The hospital supports patient’s right for protective support (i.e., state survey, licensure, ombudsman, Medicare fraud, etc.). Information regarding your  right to file a complaint with the state survey and certification agency if you have a concern can be accessed through the social services department and this information is also posted in the facility.

 

Refusal of Treatment

You may refuse treatment to the extent permitted by law. When refusal of treatment by you or your legally authorized representative prevents the provision of appropriate care in accordance with professional standards, the hospital’s relationship with you may be terminated upon reasonable notice. Documentation in the medical record will indicate your refusal of treatment and that you were informed of the medical consequences of such refusal.
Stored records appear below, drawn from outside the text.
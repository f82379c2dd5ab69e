use serde::Serialize;

/// Result of one schedule evaluation: the open/closed verdict plus the
/// human-readable hint rendered under the badge when closed.
#[derive(Debug, Clone, PartialEq, Eq, Serialize)]
pub struct Evaluation {
    pub is_open: bool,
    pub status_label: String,
}

impl Evaluation {
    pub fn closed(label: &str) -> Self {
        Self {
            is_open: false,
            status_label: label.to_string(),
        }
    }
}
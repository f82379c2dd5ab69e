use crate::cli::parser::{Cli, Commands};
use crate::config::Settings;
use crate::errors::AppResult;

use std::process::Command;

/// Handle the `config` subcommand
pub fn handle(cli: &Cli, cmd: &Commands) -> AppResult<()> {
    if let Commands::Config {
        print_config,
        edit_config,
        editor,
    } = cmd
    {
        // Path del file di configurazione
        let path = Settings::resolved_path(cli.hours.as_deref());

        // ---- PRINT CONFIG ----
        if *print_config {
            let settings = Settings::load(cli.hours.as_deref())?;
            println!("📄 Current settings:\n");
            println!("{}", serde_yaml::to_string(&settings)?);
        }

        // ---- EDIT CONFIG ----
        if *edit_config {
            // User-requested editor (e.g. --editor vim)
            let requested_editor = editor.clone();

            // Default editor basato sulla piattaforma
            let default_editor = std::env::var("EDITOR")
                .or_else(|_| std::env::var("VISUAL"))
                .unwrap_or_else(|_| {
                    if cfg!(target_os = "windows") {
                        "notepad".to_string()
                    } else {
                        "nano".to_string()
                    }
                });

            // Se l'utente ha passato --editor, usiamo quello
            let editor_to_use = requested_editor.unwrap_or_else(|| default_editor.clone());

            // Primo tentativo: editor richiesto
            let status = Command::new(&editor_to_use).arg(&path).status();

            match status {
                Ok(s) if s.success() => {
                    println!(
                        "✅ Settings file edited successfully using '{}'",
                        editor_to_use
                    );
                }
                Ok(_) | Err(_) => {
                    eprintln!(
                        "⚠️  Editor '{}' not available, falling back to '{}'",
                        editor_to_use, default_editor
                    );

                    // Fallback
                    let fallback_status = Command::new(&default_editor).arg(&path).status();
                    match fallback_status {
                        Ok(s) if s.success() => {
                            println!(
                                "✅ Settings file edited successfully using fallback '{}'",
                                default_editor
                            );
                        }
                        Ok(_) | Err(_) => {
                            eprintln!(
                                "❌ Failed to edit settings file using fallback '{}'",
                                default_editor
                            );
                        }
                    }
                }
            }
        }
    }

    Ok(())
}
use crate::cli::parser::{Cli, Commands};
use crate::config::Settings;
use crate::errors::{AppError, AppResult};
use crate::models::weekday::Weekday;
use crate::ui::messages;
use crate::utils::time::parse_time_range;

/// Edit one day of the weekly schedule and save the settings file.
pub fn handle(cli: &Cli, cmd: &Commands) -> AppResult<()> {
    if let Commands::Set {
        day,
        closed,
        open,
        lunch,
        no_lunch,
        dinner,
        no_dinner,
    } = cmd
    {
        //
        // 1. Parse weekday (mandatory)
        //
        let wd =
            Weekday::wd_from_str(day).ok_or_else(|| AppError::InvalidWeekday(day.to_string()))?;

        //
        // 2. Parse window ranges before touching the settings
        //
        let lunch_range = match lunch {
            Some(r) => Some(parse_time_range(r)?),
            None => None,
        };
        let dinner_range = match dinner {
            Some(r) => Some(parse_time_range(r)?),
            None => None,
        };

        //
        // 3. Apply to the loaded settings
        //
        let mut settings = Settings::load(cli.hours.as_deref())?;
        let entry = settings.opening_hours.day_mut(wd);

        if *closed {
            entry.enabled = false;
        }
        if *open {
            entry.enabled = true;
        }

        if let Some((start, end)) = lunch_range {
            entry.lunch.enabled = true;
            entry.lunch.start = start;
            entry.lunch.end = end;
        }
        if *no_lunch {
            entry.lunch.enabled = false;
        }

        if let Some((start, end)) = dinner_range {
            entry.dinner.enabled = true;
            entry.dinner.start = start;
            entry.dinner.end = end;
        }
        if *no_dinner {
            entry.dinner.enabled = false;
        }

        //
        // 4. Persist
        //
        settings.save(cli.hours.as_deref())?;
        messages::success(format!("Schedule updated for {}.", wd.display_name()));
    }

    Ok(())
}
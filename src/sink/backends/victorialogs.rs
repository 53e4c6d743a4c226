use crate::config::types::SinkEndpoint;
use crate::sink::http::{base_url, build_client, send_request};
use crate::sink::traits::{Sink, SinkError};
use crate::source::entry::LogEntry;
use async_trait::async_trait;
use chrono::Utc;
use serde_json::{json, Value};
use std::sync::Arc;

/// VictoriaLogs JSON-lines ingestion.
pub struct VictoriaLogsSink {
    insert_url: String,
    client: reqwest::Client,
}

pub fn build(endpoint: &SinkEndpoint) -> Result<Arc<dyn Sink>, SinkError> {
    Ok(Arc::new(VictoriaLogsSink::new(endpoint)?))
}

impl VictoriaLogsSink {
    pub fn new(endpoint: &SinkEndpoint) -> Result<Self, SinkError> {
        Ok(Self {
            insert_url: format!("{}/insert/jsonline", base_url(&endpoint.url)),
            client: build_client(&endpoint.options)?,
        })
    }

    pub fn record(entry: &LogEntry) -> Value {
        json!({
            "_time": Utc::now().timestamp_nanos_opt().unwrap_or_default(),
            "_msg": entry.line,
            "job": "logrelay",
            "service": entry.source_name,
            "category": entry.source_subname,
            "filepath": entry.source_path,
        })
    }
}

#[async_trait]
impl Sink for VictoriaLogsSink {
    fn name(&self) -> &str {
        "victorialogs"
    }

    async fn send(&self, entry: &LogEntry) -> bool {
        let mut body = Self::record(entry).to_string();
        body.push('\n');

        let request = self
            .client
            .post(&self.insert_url)
            .header(reqwest::header::CONTENT_TYPE, "application/stream+json")
            .body(body);
        send_request("victorialogs", request, &[200, 204]).await
    }
}

#[cfg(test)]
mod tests {
    use super::*;

    #[test]
    fn test_record_fields() {
        let sink = VictoriaLogsSink::new(&SinkEndpoint::new("victorialogs", "http://vl:9428/")).unwrap();
        assert_eq!(sink.insert_url, "http://vl:9428/insert/jsonline");

        let record = VictoriaLogsSink::record(&LogEntry::new("hi", "app", "MAIN", "/a.log"));
        assert_eq!(record["_msg"], "hi");
        assert_eq!(record["category"], "MAIN");
        assert!(record["_time"].as_i64().unwrap() > 0);
    }
}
You are responsible for your actions if you refuse treatment or do not follow a medical practitioner's instructions.


Respect and Dignity/Freedom/Positive Self-Image

You have the right to considerate, respectful care and treatment at all times and under all circumstances, with recognition for your personal dignity and individuality. Care will be provided which considers the psychosocial, spiritual, and cultural variables that influence your perception of illness. Pastoral counseling is available and the patient can request that your family, nursing, or social services contact a spiritual designee.

 

Transfer and Continuity of Care

You may not be transferred or discharged to another facility or organization unless you have received a complete explanation of the need for the transfer and of the alternatives to such a transfer. In addition, you can only be transferred if the transfer is acceptable to the other facility or organization. You have the right to be informed by the practitioner responsible for your care, or your delegate, of any continuing healthcare requirements following discharge from the hospital. You may be transferred for medical reasons, or for your own welfare or the welfare of other patients.

 

Privacy

As a safeguard to your rights of privacy, Hammond-Henry Hospital does not report patient conditions to the general public. With your permission, your nurses will discuss the details of your condition with the appropriate designated members of your family when they call. While your friends are concerned about your well-being, we at Hammond-Henry Hospital believe you have the right to control who is given information about your hospital stay. Therefore, a close friend, or family member should be the contact person who will share this information with your friends and acquaintances.

 According to the Health Insurance Portability and Accountability Act (HIPAA) Privacy Rule, unless you object, we can give your room number and general condition to people who ask for you specifically by name. Specific information about your diagnosis and treatment must come from your primary care provider and is only available to you and members of your immediate family whom you designate.